Just An Online Minute... Grokster
The unanimous decision sends the case back to the lower court, which had ruled in favor of file-sharing services Grokster Ltd. and StreamCast Networks Inc. on the grounds that the companies couldn't be sued. The decision indicates that the justices felt there was enough evidence of unlawful intent for the case to go to trial. Essentially, file-sharing services aren't going to get a free pass.
At issue was whether the companies that offer the software that enables PC users to share illegally downloaded files of copyrighted material are themselves liable for copyright infringement.

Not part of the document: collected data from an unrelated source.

//! Command registry.
//!
//! Resolves command names and aliases case-insensitively, compiles each
//! command's option schema once, wires commands to their handlers and picks
//! the default command.

use std::collections::HashMap;
use std::collections::hash_map::Entry;
use std::rc::Rc;
use std::sync::Arc;

use optline_core::{
    CommandDescriptor, ConstructionError, MetadataProvider, OptionSchema, SchemaBuilder,
    create_alias_from_command,
};
use thiserror::Error;
use tracing::debug;

use crate::config::ParserOptions;
use crate::handler::{Handler, HandlerTable};

/// Errors raised while building a [`CommandRegistry`].
#[derive(Debug, Clone, PartialEq, Eq, Error)]
pub enum RegistryError {
    /// Two different commands share a name.
    #[error("command name '{0}' already exists")]
    DuplicateCommand(String),
    /// An explicit alias is already taken.
    #[error("alias '{alias}' ({command}) already exists")]
    DuplicateAlias { alias: String, command: String },
    /// An option schema or handler could not be wired.
    #[error(transparent)]
    Construction(#[from] ConstructionError),
}

/// A registered command.
#[derive(Debug)]
pub struct Command {
    name: String,
    alias: Option<String>,
    default: bool,
    subcommand: bool,
    description: Option<String>,
    handler_key: String,
    schema: Arc<OptionSchema>,
    handler: Handler,
}

impl Command {
    pub fn name(&self) -> &str {
        &self.name
    }

    /// Explicit alias from the descriptor.
    pub fn alias(&self) -> Option<&str> {
        self.alias.as_deref()
    }

    /// Whether this command was chosen (or declared) as default.
    pub fn is_default(&self) -> bool {
        self.default
    }

    /// Subcommands accept option names their schema does not know.
    pub fn is_subcommand(&self) -> bool {
        self.subcommand
    }

    pub fn description(&self) -> Option<&str> {
        self.description.as_deref()
    }

    pub fn handler_key(&self) -> &str {
        &self.handler_key
    }

    pub fn schema(&self) -> &Arc<OptionSchema> {
        &self.schema
    }

    pub fn handler(&self) -> &Handler {
        &self.handler
    }
}

/// Commands indexed by name and alias.
///
/// # Examples
///
/// ```
/// use optline_core::{Catalog, CommandDescriptor};
/// use optline_engine::{CommandRegistry, Handler, HandlerTable, ParserOptions};
///
/// let catalog = Catalog::new()
///     .with_command(CommandDescriptor::new("list-files"))
///     .with_command(CommandDescriptor::new("remove").with_alias("rm"));
/// let handlers = HandlerTable::new()
///     .with("list-files", Handler::run(|_| Ok(())))
///     .with("remove", Handler::run(|_| Ok(())));
///
/// let options = ParserOptions { auto_alias: true, ..ParserOptions::standard() };
/// let registry = CommandRegistry::build(&catalog, &handlers, &options).unwrap();
///
/// assert_eq!(registry.resolve("LF").unwrap().name(), "list-files");
/// assert_eq!(registry.resolve("rm").unwrap().name(), "remove");
/// assert_eq!(registry.default_command().unwrap().name(), "list-files");
/// ```
#[derive(Debug, Default)]
pub struct CommandRegistry {
    commands: Vec<Rc<Command>>,
    names: HashMap<String, usize>,
    aliases: HashMap<String, usize>,
    default: Option<usize>,
}

impl CommandRegistry {
    /// Builds the registry from every command the provider lists.
    ///
    /// # Errors
    ///
    /// Returns [`RegistryError`] for duplicate names or aliases, missing or
    /// mismatched handlers, and any schema construction failure.
    pub fn build(
        provider: &dyn MetadataProvider,
        handlers: &HandlerTable,
        options: &ParserOptions,
    ) -> Result<Self, RegistryError> {
        let mut schemas = SchemaBuilder::new(provider);
        let mut commands: Vec<Command> = Vec::new();
        let mut names = HashMap::new();
        let mut aliases = HashMap::new();
        let mut tentative: Option<usize> = None;

        for descriptor in provider.commands() {
            let name = descriptor.name.trim();
            let index = match names.entry(name.to_lowercase()) {
                Entry::Occupied(entry) => {
                    let index = *entry.get();
                    let existing: &Command = &commands[index];
                    if existing.handler_key != descriptor.handler_key() {
                        return Err(RegistryError::DuplicateCommand(name.to_string()));
                    }
                    debug!(command = name, "Skipped repeated command registration");
                    index
                }
                Entry::Vacant(entry) => {
                    let command = compile_command(descriptor, &mut schemas, handlers)?;
                    let index = commands.len();
                    tentative = match tentative {
                        None => Some(index),
                        Some(t) if !commands[t].default && command.default => Some(index),
                        keep => keep,
                    };
                    commands.push(command);
                    entry.insert(index);
                    index
                }
            };

            if let Some(alias) = descriptor.alias.as_deref().map(str::trim) {
                if !alias.is_empty() {
                    match aliases.entry(alias.to_lowercase()) {
                        Entry::Vacant(entry) => {
                            entry.insert(index);
                        }
                        Entry::Occupied(entry) if *entry.get() == index => {}
                        Entry::Occupied(_) => {
                            return Err(RegistryError::DuplicateAlias {
                                alias: alias.to_string(),
                                command: name.to_string(),
                            });
                        }
                    }
                }
            }
        }

        if options.auto_alias {
            for (index, command) in commands.iter().enumerate() {
                if command.alias.is_some() {
                    continue;
                }
                let alias = create_alias_from_command(&command.name).to_lowercase();
                if alias.is_empty() {
                    continue;
                }
                match aliases.entry(alias) {
                    Entry::Vacant(entry) => {
                        entry.insert(index);
                    }
                    Entry::Occupied(entry) => {
                        debug!(command = %command.name, alias = %entry.key(), "Generated alias already taken");
                    }
                }
            }
        }

        if let Some(index) = tentative {
            commands[index].default = true;
        }
        let default = if options.require_strict_command_name {
            None
        } else {
            tentative
        };

        debug!(
            commands = commands.len(),
            aliases = aliases.len(),
            default = ?default.map(|i| commands[i].name.as_str()),
            "Built command registry"
        );

        Ok(Self {
            commands: commands.into_iter().map(Rc::new).collect(),
            names,
            aliases,
            default,
        })
    }

    /// Commands in registration order.
    pub fn commands(&self) -> &[Rc<Command>] {
        &self.commands
    }

    /// Looks up a command by name only.
    pub fn find(&self, name: &str) -> Option<&Rc<Command>> {
        self.names
            .get(&name.to_lowercase())
            .map(|&i| &self.commands[i])
    }

    /// Looks up a command by alias only.
    pub fn find_alias(&self, alias: &str) -> Option<&Rc<Command>> {
        self.aliases
            .get(&alias.to_lowercase())
            .map(|&i| &self.commands[i])
    }

    /// Looks up a command by name, then by alias.
    pub fn resolve(&self, token: &str) -> Option<&Rc<Command>> {
        self.find(token).or_else(|| self.find_alias(token))
    }

    /// The command run when no command name is given.
    pub fn default_command(&self) -> Option<&Rc<Command>> {
        self.default.map(|i| &self.commands[i])
    }

    pub fn len(&self) -> usize {
        self.commands.len()
    }

    pub fn is_empty(&self) -> bool {
        self.commands.is_empty()
    }
}

fn compile_command(
    descriptor: &CommandDescriptor,
    schemas: &mut SchemaBuilder<'_>,
    handlers: &HandlerTable,
) -> Result<Command, RegistryError> {
    let name = descriptor.name.trim();
    let handler_key = descriptor.handler_key();
    let schema = schemas.build_optional(descriptor.options.as_deref())?;

    let handler = handlers
        .get(handler_key)
        .cloned()
        .ok_or_else(|| ConstructionError::MissingHandler {
            command: name.to_string(),
            handler: handler_key.to_string(),
        })?;

    let mismatch = match (handler.takes_options(), schema.type_name()) {
        (true, None) => Some("takes options but the command declares no option type".to_string()),
        (false, Some(type_name)) => Some(format!("ignores the option type '{type_name}'")),
        _ => None,
    };
    if let Some(reason) = mismatch {
        return Err(ConstructionError::HandlerShapeMismatch {
            command: name.to_string(),
            handler: handler_key.to_string(),
            reason,
        }
        .into());
    }

    Ok(Command {
        name: name.to_string(),
        alias: descriptor
            .alias
            .as_deref()
            .map(str::trim)
            .filter(|a| !a.is_empty())
            .map(String::from),
        default: descriptor.default || name.is_empty(),
        subcommand: descriptor.subcommand,
        description: descriptor.description.clone(),
        handler_key: handler_key.to_string(),
        schema,
        handler,
    })
}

Meanwhile, a survey by online research company Entertainment Media Research reports that the number of consumers purchasing music tracks legally is increasing. Currently, EMR finds that nearly 35 percent of online music users now download tracks legally, compared to 40 percent who acquire pirated music.
EMR's research indicates that 23 percent of online music users it interviewed were prepared to download music legally, up from 16 percent a year ago. Of those who bought music legally, 44 percent cited potential prosecution as a driver for legal downloading, with 39 percent saying that illegal music swapping is unfair to musicians.
Interestingly, 29 percent of survey participants cited fear of viruses as a primary reason they stayed away from illegal download sites.
Earlier this month, a report by The NPD Group indicated that Apple's iTunes music store is becoming more popular than some peer-to-peer file-sharing services. The report found that iTunes was racking up as many users as LimeWire, a service that lets users swap music without paying any type of copyright or license fees. NPD projected that iTunes might even surpass LimeWire's popularity in the future as legal downloads become more attractive to consumers.
For its research, EMR gathered data from 4,000 music consumers about their buying habits, and concluded that the fear of prosecution, of getting Internet viruses, and of inferior quality are driving consumers toward legal downloads.